[Opening RECORDS TO USE section]

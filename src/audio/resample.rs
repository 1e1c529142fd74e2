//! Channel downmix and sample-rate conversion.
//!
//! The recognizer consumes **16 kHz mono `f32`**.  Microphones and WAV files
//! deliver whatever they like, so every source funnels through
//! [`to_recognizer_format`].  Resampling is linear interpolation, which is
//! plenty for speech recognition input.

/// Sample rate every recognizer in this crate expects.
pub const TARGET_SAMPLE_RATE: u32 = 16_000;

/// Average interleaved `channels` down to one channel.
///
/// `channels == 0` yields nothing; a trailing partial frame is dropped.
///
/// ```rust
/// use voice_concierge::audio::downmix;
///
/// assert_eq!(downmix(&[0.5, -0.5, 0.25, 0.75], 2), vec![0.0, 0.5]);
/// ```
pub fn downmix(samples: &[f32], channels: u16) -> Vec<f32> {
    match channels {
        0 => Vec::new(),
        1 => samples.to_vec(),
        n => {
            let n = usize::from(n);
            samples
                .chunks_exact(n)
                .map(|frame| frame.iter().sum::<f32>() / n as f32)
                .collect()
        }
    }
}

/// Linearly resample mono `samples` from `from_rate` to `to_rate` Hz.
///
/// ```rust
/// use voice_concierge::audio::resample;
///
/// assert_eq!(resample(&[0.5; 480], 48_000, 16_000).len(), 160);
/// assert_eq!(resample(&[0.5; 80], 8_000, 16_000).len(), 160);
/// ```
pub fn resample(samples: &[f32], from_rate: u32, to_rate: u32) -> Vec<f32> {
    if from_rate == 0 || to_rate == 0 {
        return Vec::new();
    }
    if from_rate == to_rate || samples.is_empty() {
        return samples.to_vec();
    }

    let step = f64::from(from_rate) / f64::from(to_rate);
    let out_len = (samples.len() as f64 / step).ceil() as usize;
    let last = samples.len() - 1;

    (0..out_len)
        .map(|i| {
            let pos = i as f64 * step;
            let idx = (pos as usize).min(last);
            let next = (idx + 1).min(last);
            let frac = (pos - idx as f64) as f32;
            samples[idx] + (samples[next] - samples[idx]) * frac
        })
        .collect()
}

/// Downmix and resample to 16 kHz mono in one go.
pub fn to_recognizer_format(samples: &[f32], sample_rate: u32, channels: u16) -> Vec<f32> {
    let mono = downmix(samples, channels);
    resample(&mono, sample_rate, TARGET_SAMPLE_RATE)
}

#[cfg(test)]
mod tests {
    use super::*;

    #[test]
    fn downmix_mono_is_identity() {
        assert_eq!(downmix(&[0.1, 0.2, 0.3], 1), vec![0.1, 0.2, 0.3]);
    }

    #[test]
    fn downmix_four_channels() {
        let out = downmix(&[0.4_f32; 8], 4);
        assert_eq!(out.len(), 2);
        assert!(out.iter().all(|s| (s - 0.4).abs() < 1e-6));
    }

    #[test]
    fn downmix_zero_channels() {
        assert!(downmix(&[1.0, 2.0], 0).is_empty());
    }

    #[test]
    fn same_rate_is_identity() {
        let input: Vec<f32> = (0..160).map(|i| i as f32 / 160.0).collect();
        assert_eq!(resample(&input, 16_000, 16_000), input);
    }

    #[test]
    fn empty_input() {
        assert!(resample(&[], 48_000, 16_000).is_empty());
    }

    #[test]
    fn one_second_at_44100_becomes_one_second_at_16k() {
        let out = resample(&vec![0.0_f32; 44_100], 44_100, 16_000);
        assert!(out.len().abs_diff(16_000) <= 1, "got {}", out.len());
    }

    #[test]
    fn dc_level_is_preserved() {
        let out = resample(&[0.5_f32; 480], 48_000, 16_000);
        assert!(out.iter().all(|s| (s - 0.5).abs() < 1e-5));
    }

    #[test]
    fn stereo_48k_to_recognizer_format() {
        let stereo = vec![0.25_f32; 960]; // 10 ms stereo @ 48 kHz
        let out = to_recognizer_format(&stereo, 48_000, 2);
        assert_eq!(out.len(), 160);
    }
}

[Closing RECORDS TO USE section]
[Opening RECORDS TO USE section]

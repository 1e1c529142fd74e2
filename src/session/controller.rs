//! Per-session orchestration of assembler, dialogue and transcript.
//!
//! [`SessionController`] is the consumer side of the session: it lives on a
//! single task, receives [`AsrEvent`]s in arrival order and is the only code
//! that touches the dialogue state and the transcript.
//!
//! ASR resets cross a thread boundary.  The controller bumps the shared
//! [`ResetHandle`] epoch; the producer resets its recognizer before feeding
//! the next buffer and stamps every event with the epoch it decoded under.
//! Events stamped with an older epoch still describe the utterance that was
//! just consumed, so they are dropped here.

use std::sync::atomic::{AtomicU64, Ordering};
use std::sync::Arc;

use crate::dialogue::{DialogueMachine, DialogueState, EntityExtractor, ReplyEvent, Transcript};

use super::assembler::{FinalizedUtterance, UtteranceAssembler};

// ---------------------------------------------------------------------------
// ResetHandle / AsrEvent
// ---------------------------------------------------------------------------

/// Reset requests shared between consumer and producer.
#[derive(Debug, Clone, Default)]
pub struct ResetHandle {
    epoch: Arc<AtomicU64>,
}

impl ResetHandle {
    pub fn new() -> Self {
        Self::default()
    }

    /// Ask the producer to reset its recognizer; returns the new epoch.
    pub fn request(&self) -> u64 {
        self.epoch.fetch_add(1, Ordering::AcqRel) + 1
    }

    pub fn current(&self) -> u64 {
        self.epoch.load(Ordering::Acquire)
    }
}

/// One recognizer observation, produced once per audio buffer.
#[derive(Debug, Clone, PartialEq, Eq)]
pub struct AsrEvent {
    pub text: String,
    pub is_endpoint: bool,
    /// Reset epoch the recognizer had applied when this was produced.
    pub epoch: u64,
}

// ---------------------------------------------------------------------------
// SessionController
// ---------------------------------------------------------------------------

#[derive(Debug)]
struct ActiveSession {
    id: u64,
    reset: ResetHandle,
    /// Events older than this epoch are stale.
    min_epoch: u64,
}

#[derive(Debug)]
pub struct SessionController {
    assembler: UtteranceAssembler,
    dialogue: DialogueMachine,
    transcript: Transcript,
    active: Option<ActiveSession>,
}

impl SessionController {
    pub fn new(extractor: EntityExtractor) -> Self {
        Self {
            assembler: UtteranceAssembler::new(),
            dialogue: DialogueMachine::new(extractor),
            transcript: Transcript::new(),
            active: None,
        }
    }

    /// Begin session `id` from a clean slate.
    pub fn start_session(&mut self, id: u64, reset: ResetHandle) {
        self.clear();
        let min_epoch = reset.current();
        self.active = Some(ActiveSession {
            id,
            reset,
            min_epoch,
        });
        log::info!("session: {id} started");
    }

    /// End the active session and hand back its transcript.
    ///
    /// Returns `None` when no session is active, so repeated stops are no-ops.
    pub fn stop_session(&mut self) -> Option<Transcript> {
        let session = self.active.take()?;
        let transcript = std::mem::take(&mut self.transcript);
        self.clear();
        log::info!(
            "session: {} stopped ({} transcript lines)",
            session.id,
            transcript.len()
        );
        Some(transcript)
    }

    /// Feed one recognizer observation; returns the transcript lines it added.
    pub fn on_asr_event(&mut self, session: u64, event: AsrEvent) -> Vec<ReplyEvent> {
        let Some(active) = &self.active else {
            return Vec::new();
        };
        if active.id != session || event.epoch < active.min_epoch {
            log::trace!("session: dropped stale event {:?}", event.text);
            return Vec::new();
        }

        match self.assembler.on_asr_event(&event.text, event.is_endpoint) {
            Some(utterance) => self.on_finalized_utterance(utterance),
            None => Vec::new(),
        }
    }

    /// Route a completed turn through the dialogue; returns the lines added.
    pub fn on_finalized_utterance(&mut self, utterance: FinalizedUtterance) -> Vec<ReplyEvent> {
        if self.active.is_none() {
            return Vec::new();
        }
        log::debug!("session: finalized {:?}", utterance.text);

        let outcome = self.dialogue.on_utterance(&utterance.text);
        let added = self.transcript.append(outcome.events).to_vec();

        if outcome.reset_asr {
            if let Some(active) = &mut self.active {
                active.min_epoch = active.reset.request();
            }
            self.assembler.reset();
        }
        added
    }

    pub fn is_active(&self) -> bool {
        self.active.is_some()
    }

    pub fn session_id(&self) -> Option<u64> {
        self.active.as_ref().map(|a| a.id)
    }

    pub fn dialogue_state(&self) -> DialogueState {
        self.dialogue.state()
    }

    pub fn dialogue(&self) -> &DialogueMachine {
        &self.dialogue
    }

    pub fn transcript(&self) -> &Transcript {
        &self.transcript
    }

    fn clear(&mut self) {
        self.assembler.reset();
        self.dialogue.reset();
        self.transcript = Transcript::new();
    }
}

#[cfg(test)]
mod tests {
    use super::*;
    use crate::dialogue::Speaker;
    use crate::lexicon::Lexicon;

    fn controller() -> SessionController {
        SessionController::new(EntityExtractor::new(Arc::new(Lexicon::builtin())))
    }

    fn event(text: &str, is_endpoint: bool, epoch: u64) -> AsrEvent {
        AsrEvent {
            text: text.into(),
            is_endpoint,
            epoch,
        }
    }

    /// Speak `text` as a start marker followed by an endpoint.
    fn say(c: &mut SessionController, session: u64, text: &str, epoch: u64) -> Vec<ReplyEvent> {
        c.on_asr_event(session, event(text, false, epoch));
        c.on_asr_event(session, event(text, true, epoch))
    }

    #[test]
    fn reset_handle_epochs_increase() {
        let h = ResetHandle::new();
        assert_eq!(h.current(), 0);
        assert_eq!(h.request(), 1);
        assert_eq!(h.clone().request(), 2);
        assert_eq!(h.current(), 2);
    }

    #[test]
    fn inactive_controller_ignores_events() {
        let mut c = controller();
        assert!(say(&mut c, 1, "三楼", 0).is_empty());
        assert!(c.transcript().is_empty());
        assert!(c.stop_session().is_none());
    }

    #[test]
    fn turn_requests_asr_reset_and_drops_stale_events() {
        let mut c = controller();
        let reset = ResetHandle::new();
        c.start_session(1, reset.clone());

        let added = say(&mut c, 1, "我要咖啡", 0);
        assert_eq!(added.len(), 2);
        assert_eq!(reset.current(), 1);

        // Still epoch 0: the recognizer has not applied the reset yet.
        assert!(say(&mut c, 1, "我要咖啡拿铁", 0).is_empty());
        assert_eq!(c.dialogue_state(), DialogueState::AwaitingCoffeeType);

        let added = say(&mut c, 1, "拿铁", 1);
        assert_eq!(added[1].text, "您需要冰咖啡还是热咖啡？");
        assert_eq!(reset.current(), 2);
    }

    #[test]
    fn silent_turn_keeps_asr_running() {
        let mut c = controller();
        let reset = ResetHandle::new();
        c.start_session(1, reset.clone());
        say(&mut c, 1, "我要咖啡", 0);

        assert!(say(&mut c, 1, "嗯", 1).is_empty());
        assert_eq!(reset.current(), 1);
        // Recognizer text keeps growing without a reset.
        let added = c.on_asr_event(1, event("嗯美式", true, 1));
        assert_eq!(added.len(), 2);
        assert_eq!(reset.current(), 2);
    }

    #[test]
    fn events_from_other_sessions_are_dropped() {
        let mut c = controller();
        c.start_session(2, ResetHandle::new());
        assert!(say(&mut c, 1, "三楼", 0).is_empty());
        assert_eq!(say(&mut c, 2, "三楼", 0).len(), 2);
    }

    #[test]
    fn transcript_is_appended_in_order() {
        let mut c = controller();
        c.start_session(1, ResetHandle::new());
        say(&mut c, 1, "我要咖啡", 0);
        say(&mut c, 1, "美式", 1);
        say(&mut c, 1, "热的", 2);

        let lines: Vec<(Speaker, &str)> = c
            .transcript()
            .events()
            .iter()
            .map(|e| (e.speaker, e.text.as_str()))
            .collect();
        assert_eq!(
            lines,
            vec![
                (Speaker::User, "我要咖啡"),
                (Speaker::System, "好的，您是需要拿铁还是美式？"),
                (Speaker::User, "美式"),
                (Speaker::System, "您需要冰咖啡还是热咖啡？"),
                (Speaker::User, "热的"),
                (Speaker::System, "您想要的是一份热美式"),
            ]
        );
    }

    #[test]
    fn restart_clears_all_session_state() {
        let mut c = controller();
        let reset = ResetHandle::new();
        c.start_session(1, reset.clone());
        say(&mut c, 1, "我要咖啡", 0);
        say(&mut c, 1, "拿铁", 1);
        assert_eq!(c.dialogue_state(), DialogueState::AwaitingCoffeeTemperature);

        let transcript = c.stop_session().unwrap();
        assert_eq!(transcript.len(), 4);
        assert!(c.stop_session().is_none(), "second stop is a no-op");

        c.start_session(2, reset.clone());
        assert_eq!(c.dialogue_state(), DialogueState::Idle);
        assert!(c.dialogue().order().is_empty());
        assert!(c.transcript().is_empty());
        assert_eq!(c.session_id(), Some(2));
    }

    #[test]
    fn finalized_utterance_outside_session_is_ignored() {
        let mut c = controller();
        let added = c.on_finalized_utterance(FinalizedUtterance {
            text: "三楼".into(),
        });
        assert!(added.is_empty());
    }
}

[Closing RECORDS TO USE section]

## TASK:
Using the entries shown above, reproduce verbatim the lines from the line bearing "filename src/audio/resample.rs" to the line bearing "source funnels through", inclusive.

## EXERCISE ANSWER:
filename src/audio/resample.rs
repository 1e1c529142fd74e2
//! Channel downmix and sample-rate conversion.
//!
//! The recognizer consumes **16 kHz mono `f32`**.  Microphones and WAV files
//! deliver whatever they like, so every source funnels through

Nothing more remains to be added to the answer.